Boston Globe Webinar Delves Into Presidential Debate Strategy
Tonight’s debate between President Donald Trump and former Vice President Joe Biden is the candidates’ first, and perhaps best chance to define the rest of the election, according to a panel of seasoned political advisors assembled by the Boston Globe.
Monday’s webinar focused on presidential debate strategies of the past and how President Trump has upended campaign norms.
Moderated by Boston Globe columnists Scot Lehigh and Joan Vennochi, the session opened with a discussion of debate preparations and differences this year, thanks largely to the coronavirus pandemic.
Stephanie Cutter, a former adviser to President Barack Obama, John Kerry, and Edward Kennedy, discussed the debates between John Kerry and George W. Bush.
“Debates are one of the few times you can change the topic of the election, it was critical of us [Kerry’s campaign] to do that [at the time].”
Cutter recalled that one of the presidential debates was centered solely on the topic of national security, but said her team prepped Kerry to discuss the economy despite the limitations imposed on the debate topics ahead of time.
Panelist David Wade, a former adviser to John Kerry and Joe Biden, said he believed this year’s debates will have a different backdrop from those of past elections.
“The very nature of COVID has changed how both teams have had to prepare,” said Wade.
Vennochi directed the conversation towards debate strategy and what candidates should do during their performances.
When asked by Vennochi what former Vice President Joe Biden should do in handling the disruptive tactics employed by President Trump, Cutter replied, “Trump is a one-trick pony… I think Biden is ready for this [debate].
“What I would tell him [Biden] is don’t get sucked in by that rabbit hole [of disruption] …. You’re not talking to Trump…” and Cutter went further to say that Biden needs to convey his message to the American public.
“In terms of fact-checking… he [Biden] needs something to shut that down and stop Trump,” Cutter concluded.
Keeping the conversation on Biden, Vennochi asked Cutter and Wade what the Democratic candidate needed to do to “win” the debate.
Cutter replied, “I think in the end they [Trump’s team] lowered expectations for Biden… What bar does he have to meet? He has to be himself.”
Wade offered advice for Biden ahead of the presidential debates by stating that Biden needs to “Keep it [the debate] as a referendum” on key issues such as leadership.
“The bar will be set by the audiences [of the debates]. Often how audiences handle debates is how comfortable they are with the candidate that speaks to them,” continued Wade.
Wade went on to say that body language and stage presence of the candidates also factor into how audiences perceive each debater.
When asked by the moderators about the media’s responsibility in reporting the substance of presidential debates, Wade noted the media condenses the debates into “moments” that end up shaping public perception of who “won” and “lost” the debate.
Cutter recounted the time that she worked with Wade on the 2012 presidential debates for then-incumbent Barack Obama.
Cutter said that the first debate between Obama and Sen. Mitt Romney was “a disaster” for her team, however, noted that the second debate was not thanks to one of the “moments” the media highlighted in its coverage the next day.
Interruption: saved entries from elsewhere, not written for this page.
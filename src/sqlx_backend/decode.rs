//! Driver row decoding into engine rows.
//!
//! Type conversion uses a two-phase approach: `TypeCategory` classifies
//! column types into logical categories, then database-specific decoders
//! extract the value as `serde_json::Value`. Cells that cannot be decoded
//! become JSON null rather than failing the whole row.

use crate::sqlx_backend::DatabaseKind;
use crate::value::Row;
use serde_json::Value as JsonValue;
use sqlx::mysql::{MySqlRow, MySqlTypeInfo, MySqlValueRef};
use sqlx::postgres::{PgRow, PgTypeInfo, PgValueRef};
use sqlx::sqlite::SqliteRow;
use sqlx::{Column, Decode, Row as SqlxRow, Type, TypeInfo};
use std::sync::Arc;

/// Logical category for database column types.
#[derive(Debug, Clone, Copy, PartialEq, Eq)]
pub enum TypeCategory {
    Integer,
    Float,
    Decimal,
    Boolean,
    Text,
    Binary,
    Json,
    Uuid,
    Unknown,
}

/// Classify a database type name into a logical category.
pub fn categorize_type(type_name: &str, db: DatabaseKind) -> TypeCategory {
    let lower = type_name.to_lowercase();

    // Must run before the float check, which also matches "numeric"
    if lower.contains("decimal") || lower.contains("numeric") {
        // SQLite NUMERIC is a storage affinity, not an exact type
        if db == DatabaseKind::SQLite && lower == "numeric" {
            return TypeCategory::Float;
        }
        return TypeCategory::Decimal;
    }

    if lower.contains("int") || lower.contains("serial") || lower.contains("tiny") {
        return TypeCategory::Integer;
    }

    if lower == "bool" || lower == "boolean" {
        return TypeCategory::Boolean;
    }

    if lower.contains("float")
        || lower.contains("double")
        || lower == "real"
        || lower == "float4"
        || lower == "float8"
    {
        return TypeCategory::Float;
    }

    if lower == "json" || lower == "jsonb" {
        return TypeCategory::Json;
    }

    if lower == "uuid" {
        return TypeCategory::Uuid;
    }

    if lower.contains("blob") || lower.contains("binary") || lower == "bytea" {
        return TypeCategory::Binary;
    }

    // Everything else, text and temporal types included, decodes as string
    TypeCategory::Unknown
}

/// DECIMAL/NUMERIC cell captured as the database's own string rendering,
/// so no precision is lost to a float conversion.
#[derive(Debug)]
struct RawDecimal(String);

impl Type<sqlx::MySql> for RawDecimal {
    fn type_info() -> MySqlTypeInfo {
        <String as Type<sqlx::MySql>>::type_info()
    }

    fn compatible(ty: &MySqlTypeInfo) -> bool {
        let name = ty.name().to_lowercase();
        name.contains("decimal") || name.contains("numeric")
    }
}

impl<'r> Decode<'r, sqlx::MySql> for RawDecimal {
    fn decode(value: MySqlValueRef<'r>) -> Result<Self, sqlx::error::BoxDynError> {
        let s = <&str as Decode<sqlx::MySql>>::decode(value)?;
        Ok(RawDecimal(s.to_string()))
    }
}

impl Type<sqlx::Postgres> for RawDecimal {
    fn type_info() -> PgTypeInfo {
        <String as Type<sqlx::Postgres>>::type_info()
    }

    fn compatible(ty: &PgTypeInfo) -> bool {
        let name = ty.name().to_lowercase();
        name.contains("numeric") || name.contains("decimal")
    }
}

impl<'r> Decode<'r, sqlx::Postgres> for RawDecimal {
    fn decode(value: PgValueRef<'r>) -> Result<Self, sqlx::error::BoxDynError> {
        let s = <&str as Decode<sqlx::Postgres>>::decode(value)?;
        Ok(RawDecimal(s.to_string()))
    }
}

/// Decode binary data: UTF-8 text when valid, base64 otherwise.
pub fn decode_binary_value(bytes: &[u8]) -> JsonValue {
    use base64::{Engine as _, engine::general_purpose::STANDARD};

    match std::str::from_utf8(bytes) {
        Ok(s) => JsonValue::String(s.to_string()),
        Err(_) => JsonValue::String(STANDARD.encode(bytes)),
    }
}

fn column_names<C: Column>(columns: &[C]) -> Arc<[String]> {
    columns
        .iter()
        .map(|c| c.name().to_string())
        .collect::<Vec<_>>()
        .into()
}

/// Convert a MySQL driver row.
pub(crate) fn mysql_row(row: &MySqlRow) -> Row {
    let columns = column_names(row.columns());
    let values = row
        .columns()
        .iter()
        .enumerate()
        .map(|(idx, col)| {
            let type_name = col.type_info().name();
            let category = categorize_type(type_name, DatabaseKind::MySql);
            mysql::decode_column(row, idx, type_name, category)
        })
        .collect();
    Row::new(columns, values)
}

/// Convert a PostgreSQL driver row.
pub(crate) fn postgres_row(row: &PgRow) -> Row {
    let columns = column_names(row.columns());
    let values = row
        .columns()
        .iter()
        .enumerate()
        .map(|(idx, col)| {
            let type_name = col.type_info().name();
            let category = categorize_type(type_name, DatabaseKind::Postgres);
            postgres::decode_column(row, idx, category)
        })
        .collect();
    Row::new(columns, values)
}

/// Convert a SQLite driver row.
pub(crate) fn sqlite_row(row: &SqliteRow) -> Row {
    let columns = column_names(row.columns());
    let values = row
        .columns()
        .iter()
        .enumerate()
        .map(|(idx, col)| {
            let type_name = col.type_info().name();
            let category = categorize_type(type_name, DatabaseKind::SQLite);
            sqlite::decode_column(row, idx, type_name, category)
        })
        .collect();
    Row::new(columns, values)
}

mod mysql {
    use super::*;

    pub fn decode_column(
        row: &MySqlRow,
        idx: usize,
        type_name: &str,
        category: TypeCategory,
    ) -> JsonValue {
        match category {
            TypeCategory::Decimal => decode_decimal(row, idx),
            TypeCategory::Integer => decode_integer(row, idx),
            TypeCategory::Boolean => decode_boolean(row, idx),
            TypeCategory::Float => decode_float(row, idx),
            TypeCategory::Binary => decode_binary_col(row, idx),
            TypeCategory::Json => decode_json(row, idx),
            _ => decode_text(row, idx, type_name),
        }
    }

    fn decode_decimal(row: &MySqlRow, idx: usize) -> JsonValue {
        match row.try_get::<Option<RawDecimal>, _>(idx) {
            Ok(Some(v)) => JsonValue::String(v.0),
            Ok(None) => JsonValue::Null,
            Err(e) => {
                tracing::error!("Failed to decode DECIMAL: {:?}", e);
                JsonValue::Null
            }
        }
    }

    fn decode_integer(row: &MySqlRow, idx: usize) -> JsonValue {
        // A NULL cell decodes as Ok(None) at any width; settle that before
        // probing widths
        if let Ok(None) = row.try_get::<Option<i64>, _>(idx) {
            return JsonValue::Null;
        }
        if let Ok(Some(v)) = row.try_get::<Option<i8>, _>(idx) {
            return JsonValue::Number(v.into());
        }
        if let Ok(Some(v)) = row.try_get::<Option<i16>, _>(idx) {
            return JsonValue::Number(v.into());
        }
        if let Ok(Some(v)) = row.try_get::<Option<i32>, _>(idx) {
            return JsonValue::Number(v.into());
        }
        if let Ok(Some(v)) = row.try_get::<Option<i64>, _>(idx) {
            return JsonValue::Number(v.into());
        }
        if let Ok(Some(v)) = row.try_get::<Option<u32>, _>(idx) {
            return JsonValue::Number(v.into());
        }
        if let Ok(Some(v)) = row.try_get::<Option<u64>, _>(idx) {
            return JsonValue::Number(v.into());
        }
        JsonValue::Null
    }

    fn decode_boolean(row: &MySqlRow, idx: usize) -> JsonValue {
        row.try_get::<Option<bool>, _>(idx)
            .ok()
            .flatten()
            .map(JsonValue::Bool)
            .unwrap_or(JsonValue::Null)
    }

    fn decode_float(row: &MySqlRow, idx: usize) -> JsonValue {
        if let Ok(Some(v)) = row.try_get::<Option<f64>, _>(idx) {
            return serde_json::Number::from_f64(v)
                .map(JsonValue::Number)
                .unwrap_or_else(|| JsonValue::String(v.to_string()));
        }
        if let Ok(Some(v)) = row.try_get::<Option<f32>, _>(idx) {
            return serde_json::Number::from_f64(v as f64)
                .map(JsonValue::Number)
                .unwrap_or_else(|| JsonValue::String(v.to_string()));
        }
        JsonValue::Null
    }

    fn decode_binary_col(row: &MySqlRow, idx: usize) -> JsonValue {
        row.try_get::<Option<Vec<u8>>, _>(idx)
            .ok()
            .flatten()
            .map(|v| decode_binary_value(&v))
            .unwrap_or(JsonValue::Null)
    }

    fn decode_json(row: &MySqlRow, idx: usize) -> JsonValue {
        row.try_get::<Option<serde_json::Value>, _>(idx)
            .ok()
            .flatten()
            .unwrap_or(JsonValue::Null)
    }

    fn decode_text(row: &MySqlRow, idx: usize, type_name: &str) -> JsonValue {
        if let Ok(Some(v)) = row.try_get::<Option<String>, _>(idx) {
            if type_name.to_lowercase().contains("json") {
                if let Ok(json) = serde_json::from_str::<JsonValue>(&v) {
                    return json;
                }
            }
            return JsonValue::String(v);
        }
        JsonValue::Null
    }
}

mod postgres {
    use super::*;

    pub fn decode_column(row: &PgRow, idx: usize, category: TypeCategory) -> JsonValue {
        match category {
            TypeCategory::Decimal => decode_decimal(row, idx),
            TypeCategory::Integer => decode_integer(row, idx),
            TypeCategory::Boolean => decode_boolean(row, idx),
            TypeCategory::Float => decode_float(row, idx),
            TypeCategory::Binary => decode_binary_col(row, idx),
            TypeCategory::Json => decode_json(row, idx),
            TypeCategory::Uuid => decode_uuid(row, idx),
            _ => decode_text(row, idx),
        }
    }

    fn decode_decimal(row: &PgRow, idx: usize) -> JsonValue {
        match row.try_get::<Option<RawDecimal>, _>(idx) {
            Ok(Some(v)) => JsonValue::String(v.0),
            Ok(None) => JsonValue::Null,
            Err(e) => {
                tracing::error!("Failed to decode NUMERIC: {:?}", e);
                JsonValue::Null
            }
        }
    }

    fn decode_integer(row: &PgRow, idx: usize) -> JsonValue {
        if let Ok(None) = row.try_get::<Option<i64>, _>(idx) {
            return JsonValue::Null;
        }
        if let Ok(Some(v)) = row.try_get::<Option<i16>, _>(idx) {
            return JsonValue::Number(v.into());
        }
        if let Ok(Some(v)) = row.try_get::<Option<i32>, _>(idx) {
            return JsonValue::Number(v.into());
        }
        if let Ok(Some(v)) = row.try_get::<Option<i64>, _>(idx) {
            return JsonValue::Number(v.into());
        }
        JsonValue::Null
    }

    fn decode_boolean(row: &PgRow, idx: usize) -> JsonValue {
        row.try_get::<Option<bool>, _>(idx)
            .ok()
            .flatten()
            .map(JsonValue::Bool)
            .unwrap_or(JsonValue::Null)
    }

    fn decode_float(row: &PgRow, idx: usize) -> JsonValue {
        if let Ok(Some(v)) = row.try_get::<Option<f64>, _>(idx) {
            return serde_json::Number::from_f64(v)
                .map(JsonValue::Number)
                .unwrap_or_else(|| JsonValue::String(v.to_string()));
        }
        if let Ok(Some(v)) = row.try_get::<Option<f32>, _>(idx) {
            return serde_json::Number::from_f64(v as f64)
                .map(JsonValue::Number)
                .unwrap_or_else(|| JsonValue::String(v.to_string()));
        }
        JsonValue::Null
    }

    fn decode_binary_col(row: &PgRow, idx: usize) -> JsonValue {
        row.try_get::<Option<Vec<u8>>, _>(idx)
            .ok()
            .flatten()
            .map(|v| decode_binary_value(&v))
            .unwrap_or(JsonValue::Null)
    }

    fn decode_json(row: &PgRow, idx: usize) -> JsonValue {
        row.try_get::<Option<serde_json::Value>, _>(idx)
            .ok()
            .flatten()
            .unwrap_or(JsonValue::Null)
    }

    fn decode_uuid(row: &PgRow, idx: usize) -> JsonValue {
        row.try_get::<Option<String>, _>(idx)
            .ok()
            .flatten()
            .map(JsonValue::String)
            .unwrap_or(JsonValue::Null)
    }

    fn decode_text(row: &PgRow, idx: usize) -> JsonValue {
        row.try_get::<Option<String>, _>(idx)
            .ok()
            .flatten()
            .map(JsonValue::String)
            .unwrap_or(JsonValue::Null)
    }
}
When it comes to debate preparations, Cutter said that it is the campaign staffers’ job to know how to “differentiate your candidate from the other guy.” Cutter explained that for the second 2012 debate, Obama managed to differentiate himself from Romney during an off-script moment about pensions and foreign investments.
Cutter explained that when Obama said, “I don’t look at my pension. It’s not as big as yours,” in response to Romney’s pressure on the matter, the moment allowed for Obama to be seen as a, “champion of the little guy,” as opposed to Romney who was not.
Wade said that he will be interested in seeing how Trump behaves during the debate with Biden.
“It is out of character for Trump to portray himself as calm,” Wade said.
The debate this week will be moderated by Chris Wallace of Fox News.